Problem details -
The reply should hold every record, copied exactly.

Input records -
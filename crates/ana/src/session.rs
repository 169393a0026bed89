//! One execution attempt and its single finalization.

use std::any::Any;
use std::panic::AssertUnwindSafe;

use async_trait::async_trait;
use chrono::{DateTime, Utc};
use futures::FutureExt;
use tracing::{debug, warn};

use crate::error::AnaError;
use crate::operation::Operation;
use crate::tracked_operation::{deadline, TrackedOperation};

/// What the backend did with a successful attempt.
#[derive(Debug, Clone, PartialEq, Eq)]
pub enum Finalized {
    /// The result is durably stored as `Finished`.
    Committed,
    /// The backend refused the success and stored the record as `Failed`.
    Vetoed(String),
}

/// Backend hooks that durably commit or abort one attempt.
///
/// Both hooks consume the context, so a session can finalize at most once.
/// They must not return before the terminal state is persisted; an `Err`
/// means the storage contract is broken.
#[async_trait]
pub trait SessionCtx<P, R>: Send + Sized
where
    P: Send + 'static,
    R: Send + 'static,
{
    /// Persist a `Finished` record.
    ///
    /// The backend may veto, for example when the record expired while the
    /// work ran. It then persists the failure itself and returns
    /// [`Finalized::Vetoed`].
    async fn success(self, operation: TrackedOperation<P, R>) -> anyhow::Result<Finalized>;

    /// Persist a `Failed` record, discarding whatever the work wrote.
    async fn fail(self, operation: TrackedOperation<P, R>) -> anyhow::Result<()>;
}

/// Wraps one call of an [`Operation`] and the context it runs in.
///
/// Build with [`Session::new`] from a repository's `new_session`, then
/// [`call`](Session::call) once and [`close`](Session::close). Closing twice
/// is a no-op.
pub struct Session<'o, O, C>
where
    O: Operation<C>,
    C: Send,
{
    operation: &'o O,
    context: Option<C>,
    started_at: Option<DateTime<Utc>>,
    outcome: Option<Result<O::Output, AnaError>>,
}

impl<'o, O, C> Session<'o, O, C>
where
    O: Operation<C>,
    O::Payload: 'static,
    O::Output: 'static,
    C: SessionCtx<O::Payload, O::Output>,
{
    pub fn new(operation: &'o O, context: C) -> Self {
        Self {
            operation,
            context: Some(context),
            started_at: None,
            outcome: None,
        }
    }

    /// Execution context, available until the session is closed.
    pub fn context(&mut self) -> Option<&mut C> {
        self.context.as_mut()
    }

    pub fn is_closed(&self) -> bool {
        self.context.is_none()
    }

    /// Run the operation once, turning a panic into [`AnaError::Panic`].
    pub async fn call(&mut self) {
        let Some(context) = self.context.as_mut() else {
            warn!(
                key = self.operation.key(),
                target = self.operation.target(),
                "session already closed, operation not called"
            );
            return;
        };

        if self.outcome.is_some() {
            return;
        }

        self.started_at = Some(Utc::now());

        let outcome = match AssertUnwindSafe(self.operation.call(context))
            .catch_unwind()
            .await
        {
            Ok(Ok(result)) => Ok(result),
            Ok(Err(error)) => Err(AnaError::Operation(error)),
            Err(panic) => {
                let cause = panic_message(panic.as_ref());
                warn!(
                    key = self.operation.key(),
                    target = self.operation.target(),
                    cause = %cause,
                    "operation panicked"
                );
                Err(AnaError::Panic(cause))
            }
        };

        self.outcome = Some(outcome);
    }

    /// Snapshot handed to the finalizers.
    pub fn tracked_operation(&self) -> TrackedOperation<O::Payload, O::Output> {
        let operation = self.operation;
        let reference_time = operation.reference_time();

        let tracked = TrackedOperation::ready(
            operation.key(),
            operation.target(),
            operation.payload().clone(),
            reference_time,
            deadline(reference_time, operation.timeout()),
            deadline(reference_time, operation.expiration()),
        )
        .running(self.started_at.unwrap_or_else(Utc::now));

        match &self.outcome {
            Some(Ok(result)) => tracked.finished(result.clone()),
            Some(Err(error)) => tracked.failed(error.to_string()),
            None => tracked,
        }
    }

    /// Commit or abort through the context. Only the first close has an effect.
    pub async fn close(&mut self) -> anyhow::Result<()> {
        let Some(context) = self.context.take() else {
            return Ok(());
        };

        if self.outcome.is_none() {
            self.outcome = Some(Err(AnaError::Operation(anyhow::anyhow!(
                "operation was never called"
            ))));
        }

        let snapshot = self.tracked_operation();

        if !snapshot.is_finished() {
            debug!(key = %snapshot.key, target = %snapshot.target, "session failed");
            return context.fail(snapshot).await;
        }

        match context.success(snapshot).await? {
            Finalized::Committed => {
                debug!(
                    key = self.operation.key(),
                    target = self.operation.target(),
                    "session committed"
                );
            }
            Finalized::Vetoed(cause) => {
                warn!(
                    key = self.operation.key(),
                    target = self.operation.target(),
                    cause = %cause,
                    "backend vetoed successful operation"
                );
                self.outcome = Some(Err(AnaError::Vetoed {
                    target: self.operation.target().to_string(),
                    key: self.operation.key().to_string(),
                    cause,
                }));
            }
        }

        Ok(())
    }

    /// The captured outcome. Consumes the session.
    pub fn into_result(mut self) -> Result<O::Output, AnaError> {
        self.outcome.take().unwrap_or_else(|| {
            Err(AnaError::Operation(anyhow::anyhow!(
                "operation was never called"
            )))
        })
    }
}

impl<O, C> Drop for Session<'_, O, C>
where
    O: Operation<C>,
    C: Send,
{
    fn drop(&mut self) {
        if self.context.is_some() {
            warn!(
                key = self.operation.key(),
                target = self.operation.target(),
                "session dropped without being closed"
            );
        }
    }
}

fn panic_message(panic: &(dyn Any + Send)) -> String {
    if let Some(message) = panic.downcast_ref::<&str>() {
        message.to_string()
    } else if let Some(message) = panic.downcast_ref::<String>() {
        message.clone()
    } else {
        "unknown panic".to_string()
    }
}
//! The caller-supplied unit of work.

use async_trait::async_trait;
use chrono::{DateTime, Duration, Utc};

/// A request to run some work at most once per identity.
///
/// `(key, target)` names the logical request; `reference_time` separates
/// instances that share that pair, so it must be stable across retries of the
/// same request. `C` is the execution context handed out by the backend, e.g.
/// an open database transaction.
///
/// Implementations carry data only: the manager may call the accessors any
/// number of times and `call` at most once per execution.
#[async_trait]
pub trait Operation<C: Send>: Send + Sync {
    /// Request data, persisted with the record.
    type Payload: Clone + Send + Sync;

    /// Successful outcome, persisted and replayed to later callers.
    type Output: Clone + Send + Sync;

    fn key(&self) -> &str;

    fn target(&self) -> &str;

    fn payload(&self) -> &Self::Payload;

    fn reference_time(&self) -> DateTime<Utc>;

    /// How long a running attempt may hold the claim. Zero never times out.
    fn timeout(&self) -> Duration;

    /// How long any attempt is honored. Zero never expires.
    fn expiration(&self) -> Duration;

    /// Run the work. Panics are contained by the session.
    async fn call(&self, ctx: &mut C) -> anyhow::Result<Self::Output>;
}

Solution to the problem -
filename crates/ana/src/session.rs
repository 169393a0026bed89
//! One execution attempt and its single finalization.

use std::any::Any;
use std::panic::AssertUnwindSafe;

use async_trait::async_trait;
use chrono::{DateTime, Utc};
use futures::FutureExt;
use tracing::{debug, warn};

use crate::error::AnaError;
use crate::operation::Operation;
use crate::tracked_operation::{deadline, TrackedOperation};

/// What the backend did with a successful attempt.
#[derive(Debug, Clone, PartialEq, Eq)]
pub enum Finalized {
    /// The result is durably stored as `Finished`.
    Committed,
    /// The backend refused the success and stored the record as `Failed`.
    Vetoed(String),
}

/// Backend hooks that durably commit or abort one attempt.
///
/// Both hooks consume the context, so a session can finalize at most once.
/// They must not return before the terminal state is persisted; an `Err`
/// means the storage contract is broken.
#[async_trait]
pub trait SessionCtx<P, R>: Send + Sized
where
    P: Send + 'static,
    R: Send + 'static,
{
    /// Persist a `Finished` record.
    ///
    /// The backend may veto, for example when the record expired while the
    /// work ran. It then persists the failure itself and returns
    /// [`Finalized::Vetoed`].
    async fn success(self, operation: TrackedOperation<P, R>) -> anyhow::Result<Finalized>;

    /// Persist a `Failed` record, discarding whatever the work wrote.
    async fn fail(self, operation: TrackedOperation<P, R>) -> anyhow::Result<()>;
}

/// Wraps one call of an [`Operation`] and the context it runs in.
///
/// Build with [`Session::new`] from a repository's `new_session`, then
/// [`call`](Session::call) once and [`close`](Session::close). Closing twice
/// is a no-op.
pub struct Session<'o, O, C>
where
    O: Operation<C>,
    C: Send,
{
    operation: &'o O,
    context: Option<C>,
    started_at: Option<DateTime<Utc>>,
    outcome: Option<Result<O::Output, AnaError>>,
}

impl<'o, O, C> Session<'o, O, C>
where
    O: Operation<C>,
    O::Payload: 'static,
    O::Output: 'static,
    C: SessionCtx<O::Payload, O::Output>,
{
    pub fn new(operation: &'o O, context: C) -> Self {
        Self {
            operation,
            context: Some(context),
            started_at: None,
            outcome: None,
        }
    }

    /// Execution context, available until the session is closed.
    pub fn context(&mut self) -> Option<&mut C> {
        self.context.as_mut()
    }

    pub fn is_closed(&self) -> bool {
        self.context.is_none()
    }

    /// Run the operation once, turning a panic into [`AnaError::Panic`].
    pub async fn call(&mut self) {
        let Some(context) = self.context.as_mut() else {
            warn!(
                key = self.operation.key(),
                target = self.operation.target(),
                "session already closed, operation not called"
            );
            return;
        };

        if self.outcome.is_some() {
            return;
        }

        self.started_at = Some(Utc::now());

        let outcome = match AssertUnwindSafe(self.operation.call(context))
            .catch_unwind()
            .await
        {
            Ok(Ok(result)) => Ok(result),
            Ok(Err(error)) => Err(AnaError::Operation(error)),
            Err(panic) => {
                let cause = panic_message(panic.as_ref());
                warn!(
                    key = self.operation.key(),
                    target = self.operation.target(),
                    cause = %cause,
                    "operation panicked"
                );
                Err(AnaError::Panic(cause))
            }
        };

        self.outcome = Some(outcome);
    }

    /// Snapshot handed to the finalizers.
    pub fn tracked_operation(&self) -> TrackedOperation<O::Payload, O::Output> {
        let operation = self.operation;
        let reference_time = operation.reference_time();

        let tracked = TrackedOperation::ready(
            operation.key(),
            operation.target(),
            operation.payload().clone(),
            reference_time,
            deadline(reference_time, operation.timeout()),
            deadline(reference_time, operation.expiration()),
        )
        .running(self.started_at.unwrap_or_else(Utc::now));

        match &self.outcome {
            Some(Ok(result)) => tracked.finished(result.clone()),
            Some(Err(error)) => tracked.failed(error.to_string()),
            None => tracked,
        }
    }

    /// Commit or abort through the context. Only the first close has an effect.
    pub async fn close(&mut self) -> anyhow::Result<()> {
        let Some(context) = self.context.take() else {
            return Ok(());
        };

        if self.outcome.is_none() {
            self.outcome = Some(Err(AnaError::Operation(anyhow::anyhow!(
                "operation was never called"
            ))));
        }

        let snapshot = self.tracked_operation();

        if !snapshot.is_finished() {
            debug!(key = %snapshot.key, target = %snapshot.target, "session failed");
            return context.fail(snapshot).await;
        }

        match context.success(snapshot).await? {
            Finalized::Committed => {
                debug!(
                    key = self.operation.key(),
                    target = self.operation.target(),
                    "session committed"
                );
            }
            Finalized::Vetoed(cause) => {
                warn!(
                    key = self.operation.key(),
                    target = self.operation.target(),
                    cause = %cause,
                    "backend vetoed successful operation"
                );
                self.outcome = Some(Err(AnaError::Vetoed {
                    target: self.operation.target().to_string(),
                    key: self.operation.key().to_string(),
                    cause,
                }));
            }
        }

        Ok(())
    }

    /// The captured outcome. Consumes the session.
    pub fn into_result(mut self) -> Result<O::Output, AnaError> {
        self.outcome.take().unwrap_or_else(|| {
            Err(AnaError::Operation(anyhow::anyhow!(
                "operation was never called"
            )))
        })
    }
}

impl<O, C> Drop for Session<'_, O, C>
where
    O: Operation<C>,
    C: Send,
{
    fn drop(&mut self) {
        if self.context.is_some() {
            warn!(
                key = self.operation.key(),
                target = self.operation.target(),
                "session dropped without being closed"
            );
        }
    }
}

fn panic_message(panic: &(dyn Any + Send)) -> String {
    if let Some(message) = panic.downcast_ref::<&str>() {
        message.to_string()
    } else if let Some(message) = panic.downcast_ref::<String>() {
        message.clone()
    } else {
        "unknown panic".to_string()
    }
}
//! The caller-supplied unit of work.

use async_trait::async_trait;
use chrono::{DateTime, Duration, Utc};

/// A request to run some work at most once per identity.
///
/// `(key, target)` names the logical request; `reference_time` separates
/// instances that share that pair, so it must be stable across retries of the
/// same request. `C` is the execution context handed out by the backend, e.g.
/// an open database transaction.
///
/// Implementations carry data only: the manager may call the accessors any
/// number of times and `call` at most once per execution.
#[async_trait]
pub trait Operation<C: Send>: Send + Sync {
    /// Request data, persisted with the record.
    type Payload: Clone + Send + Sync;

    /// Successful outcome, persisted and replayed to later callers.
    type Output: Clone + Send + Sync;

    fn key(&self) -> &str;

    fn target(&self) -> &str;

    fn payload(&self) -> &Self::Payload;

    fn reference_time(&self) -> DateTime<Utc>;

    /// How long a running attempt may hold the claim. Zero never times out.
    fn timeout(&self) -> Duration;

    /// How long any attempt is honored. Zero never expires.
    fn expiration(&self) -> Duration;

    /// Run the work. Panics are contained by the session.
    async fn call(&self, ctx: &mut C) -> anyhow::Result<Self::Output>;
}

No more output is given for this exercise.